At this writing, the Veterans Administration scandal has engulfed 16 states and 26 hospitals. In Atlanta, widespread mismanagement caused the preventable deaths of at least three veterans. In Columbia, S.C., six vets died because of delayed colorectal-cancer screenings. And in Phoenix, some severely ill vets urinated blood and endured searing pain from cancer. At least 40 of them dropped dead before getting life-saving treatment.
But this single-payer savagery is not just a monumental tragedy; nor is it merely a cautionary tale of bureaucratic incompetence. If this outrage simply involved the fatal bumbling of the Keystone Klinicians, it would be awful enough.
Instead, hospital officials allegedly doctored appointment books to “comply” with VA scheduling rules, maintained secret wait lists that confirm this deception, and destroyed this evidence when the watchdogs barked. This ugly picture quickly devolves from lassitude into lawlessness. VA hospitals have become crime scenes.

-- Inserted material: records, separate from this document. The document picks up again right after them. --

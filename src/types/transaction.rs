//! Transaction-related types for the Transaction Prioritizer
//!
//! This module defines the loaded transaction record and the ranked wrapper
//! produced by the density ranker.

use rust_decimal::Decimal;

/// Transaction identifier
///
/// Identifiers are opaque strings taken verbatim from the input file.
pub type TransactionId = String;

/// Country code of the originating bank
///
/// Used as the key into the [`LatencyTable`](super::LatencyTable).
pub type CountryCode = String;

/// Input transaction record from CSV
///
/// Represents a single transaction as read from the input CSV file.
/// Records are read-only once loaded.
#[derive(Debug, Clone, PartialEq)]
pub struct TransactionRecord {
    /// Unique transaction identifier
    pub id: TransactionId,

    /// Transaction amount in USD (never negative)
    pub amount: Decimal,

    /// Country code of the bank that originated the transaction
    pub bank_country_code: CountryCode,
}

impl TransactionRecord {
    pub fn new(
        id: impl Into<TransactionId>,
        amount: Decimal,
        bank_country_code: impl Into<CountryCode>,
    ) -> Self {
        TransactionRecord {
            id: id.into(),
            amount,
            bank_country_code: bank_country_code.into(),
        }
    }
}

/// A transaction paired with its resolved latency and value density
///
/// Produced by [`rank`](crate::core::rank). The density is the amount of money
/// moved per millisecond of processing latency and is the ranking key.
#[derive(Debug, Clone, PartialEq)]
pub struct RankedTransaction {
    /// The underlying transaction record
    pub record: TransactionRecord,

    /// Processing latency for the record's country (always positive)
    pub latency: Decimal,

    /// `amount / latency`
    pub density: Decimal,
}

impl RankedTransaction {
    pub fn id(&self) -> &str {
        &self.record.id
    }

    pub fn amount(&self) -> Decimal {
        self.record.amount
    }
}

VA “employees in Fort Collins, Colo., were directed to manipulate the books to conceal evidence of lengthy wait times for appointments,” according to an American Legion report on this disaster titled “Epidemic of VA Mismanagement.”
In Cheyenne, Wyo., a VA staffer’s e-mail “details specific instructions for ‘gaming the system’ to ‘get off the bad boys list.’”
A Chicago VA social worker said, “Scheduling wait times are manipulated in order to protect pay bonuses.”
In Phoenix, two VA employees secured documents “alleging that there was a systematic effort underway at the hospital to shred documents to eliminate evidence of the waiting list cover-up.”